The Brock University Professor of Kinesiology was recently honoured for her contributions to teaching, learning and educational development in Canadian higher education, receiving the Society for Teaching and Learning in Higher Education’ (STLHE) Christopher Knapper Lifetime Achievement Award.
Since joining Brock in 1991, Connolly has prepared future physical education teachers for their careers, worked in adaptive physical activity with community members, and advocated for and with students who require accommodations for successful learning. She also helped to establish several community-based movement initiatives, including the Children’s Movement Program and Supporting Neurodiversity through Adaptive Programming (SNAP).
Along the way, she has not only found success in teaching but also researched and identified best educational practices to help advance the field.
Throughout her career, Connolly has watched educators respond to increasingly diverse student needs, evolving technologies and changing expectations. As technology and global developments, such as the COVID-19 pandemic, continue to reshape classrooms, new approaches to teaching must be implemented, she says.

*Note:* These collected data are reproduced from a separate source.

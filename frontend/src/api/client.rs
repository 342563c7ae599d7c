use percent_encoding::{utf8_percent_encode, AsciiSet, NON_ALPHANUMERIC};
use reqwest::{header::HeaderMap, Client, RequestBuilder, Response};
use serde::de::DeserializeOwned;
use serde_json::Value;
use std::rc::Rc;

use crate::{
    api::types::{ApiError, Envelope},
    config,
    utils::storage::{BrowserTokenStorage, TokenStorage},
};

const PATH_SEGMENT: &AsciiSet = &NON_ALPHANUMERIC
    .remove(b'-')
    .remove(b'_')
    .remove(b'.')
    .remove(b'~');

#[derive(Clone)]
pub struct ApiClient {
    client: Client,
    base_url: Option<String>,
    tokens: Rc<dyn TokenStorage>,
}

impl Default for ApiClient {
    fn default() -> Self {
        Self::new()
    }
}

impl ApiClient {
    pub fn new() -> Self {
        Self {
            client: Client::new(),
            base_url: None,
            tokens: Rc::new(BrowserTokenStorage),
        }
    }

    pub fn new_with_base_url(base_url: impl Into<String>) -> Self {
        Self {
            base_url: Some(base_url.into()),
            ..Self::new()
        }
    }

    pub fn with_token_storage(mut self, tokens: Rc<dyn TokenStorage>) -> Self {
        self.tokens = tokens;
        self
    }

    pub fn token_storage(&self) -> Rc<dyn TokenStorage> {
        Rc::clone(&self.tokens)
    }

    pub(crate) fn http_client(&self) -> &Client {
        &self.client
    }

    pub(crate) fn endpoint(&self, path: &str) -> String {
        let url = match &self.base_url {
            Some(base) => config::join_url(base, path),
            None => config::api_url(path),
        };
        absolute_url(url)
    }

    fn bearer_headers(token: &str) -> Result<HeaderMap, ApiError> {
        let mut headers = HeaderMap::new();
        headers.insert(
            reqwest::header::AUTHORIZATION,
            format!("Bearer {}", token)
                .parse()
                .map_err(|_| ApiError::unauthorized("Invalid token format"))?,
        );
        Ok(headers)
    }

    pub(crate) fn get_auth_headers(&self) -> Result<HeaderMap, ApiError> {
        let token = self
            .tokens
            .read_token()
            .ok_or_else(|| ApiError::unauthorized("No token"))?;
        Self::bearer_headers(&token)
    }

    pub(crate) fn authorized(&self, builder: RequestBuilder) -> Result<RequestBuilder, ApiError> {
        Ok(builder.headers(self.get_auth_headers()?))
    }

    pub(crate) fn authorized_with(
        &self,
        builder: RequestBuilder,
        token: &str,
    ) -> Result<RequestBuilder, ApiError> {
        Ok(builder.headers(Self::bearer_headers(token)?))
    }

    /// Sends the request and turns transport failures and non-2xx statuses into `ApiError`.
    pub(crate) async fn send(&self, builder: RequestBuilder) -> Result<Response, ApiError> {
        let response = builder
            .send()
            .await
            .map_err(|e| ApiError::request_failed(format!("Request failed: {}", e)))?;
        if response.status().is_success() {
            Ok(response)
        } else {
            Err(Self::error_from_response(response).await)
        }
    }

    async fn error_from_response(response: Response) -> ApiError {
        let status = response.status().as_u16();
        let body: Option<Value> = response.json().await.ok();
        let message = body.as_ref().and_then(|value| {
            value
                .get("error")
                .or_else(|| value.get("message"))
                .and_then(|v| v.as_str())
                .map(str::to_string)
        });
        let mut error = ApiError::from_status(status, message);
        error.details = body.and_then(|value| value.get("details").cloned());
        error
    }

    pub(crate) async fn map_json<T: DeserializeOwned>(
        &self,
        response: Response,
    ) -> Result<T, ApiError> {
        response
            .json()
            .await
            .map_err(|e| ApiError::unknown(format!("Failed to parse response: {}", e)))
    }

    pub(crate) async fn map_envelope<T: DeserializeOwned>(
        &self,
        response: Response,
    ) -> Result<Option<T>, ApiError> {
        let envelope: Envelope<T> = self.map_json(response).await?;
        Ok(envelope.into_data())
    }

    /// Like `map_envelope`, but a blank 2xx body reads as "no record".
    pub(crate) async fn map_optional_envelope<T: DeserializeOwned>(
        &self,
        response: Response,
    ) -> Result<Option<T>, ApiError> {
        let body = response
            .text()
            .await
            .map_err(|e| ApiError::unknown(format!("Failed to read response: {}", e)))?;
        if body.trim().is_empty() {
            return Ok(None);
        }
        let envelope: Envelope<T> = serde_json::from_str(&body)
            .map_err(|e| ApiError::unknown(format!("Failed to parse response: {}", e)))?;
        Ok(envelope.into_data())
    }

    pub(crate) async fn get_envelope<T: DeserializeOwned>(
        &self,
        path: &str,
    ) -> Result<Option<T>, ApiError> {
        let request = self.authorized(self.client.get(self.endpoint(path)))?;
        let response = self.send(request).await?;
        self.map_envelope(response).await
    }
}

pub(crate) fn path_segment(raw: &str) -> String {
    utf8_percent_encode(raw, PATH_SEGMENT).to_string()
}

/// reqwest needs absolute URLs; root-relative ones are anchored to the page origin.
pub fn absolute_url(url: String) -> String {
    if url.starts_with('/') {
        if let Some(origin) = current_origin() {
            return format!("{}{}", origin, url);
        }
    }
    url
}

#[cfg(target_arch = "wasm32")]
fn current_origin() -> Option<String> {
    web_sys::window()?.location().origin().ok()
}

#[cfg(not(target_arch = "wasm32"))]
fn current_origin() -> Option<String> {
    None
}

#[cfg(test)]
mod tests {
    use super::*;

    #[test]
    fn path_segments_are_encoded() {
        assert_eq!(path_segment("p-1_a.b~c"), "p-1_a.b~c");
        assert_eq!(path_segment("a/b c"), "a%2Fb%20c");
    }

    #[test]
    fn explicit_base_url_builds_endpoint() {
        let client = ApiClient::new_with_base_url("http://localhost:3001/");
        assert_eq!(
            client.endpoint("api/feedback/received"),
            "http://localhost:3001/api/feedback/received"
        );
    }

    #[test]
    fn relative_urls_stay_relative_off_browser() {
        assert_eq!(absolute_url("/api/config".into()), "/api/config");
        assert_eq!(
            absolute_url("https://api.example.com/api/config".into()),
            "https://api.example.com/api/config"
        );
    }
}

“My subject matter expertise is no longer enough,” Connolly says. “I have to have other tools in my toolbox.”
And those tools, she says, should be informed by research.
Connolly’s commitment to evidence-based teaching and willingness to keep learning are central to her view of educational leadership.
She believes teaching is a practice that grows through curiosity, evidence and reflection — one that asks educators to keep learning alongside their students.
Connolly was honoured to receive the Christopher Knapper Lifetime Achievement Award, moved by its connection to the Canadian pioneer in the scholarship of teaching and learning. Knapper helped define educational leadership beyond formal administrative roles, she says, making this an especially meaningful accolade.
“He was one of the first people to take research on teaching seriously,” Connolly says. “What makes effective teaching? How do you know students are learning in your classes? What practices are high-impact practices? How do we know?”
The award also holds great significance for Connolly because of her longstanding involvement with the STLHE, which she’s worked with since the early 1990s.
“My nominators are people I really like, admire and trust,” she says. “Whether I had been named or not, the fact that this group decided to nominate me was really special.”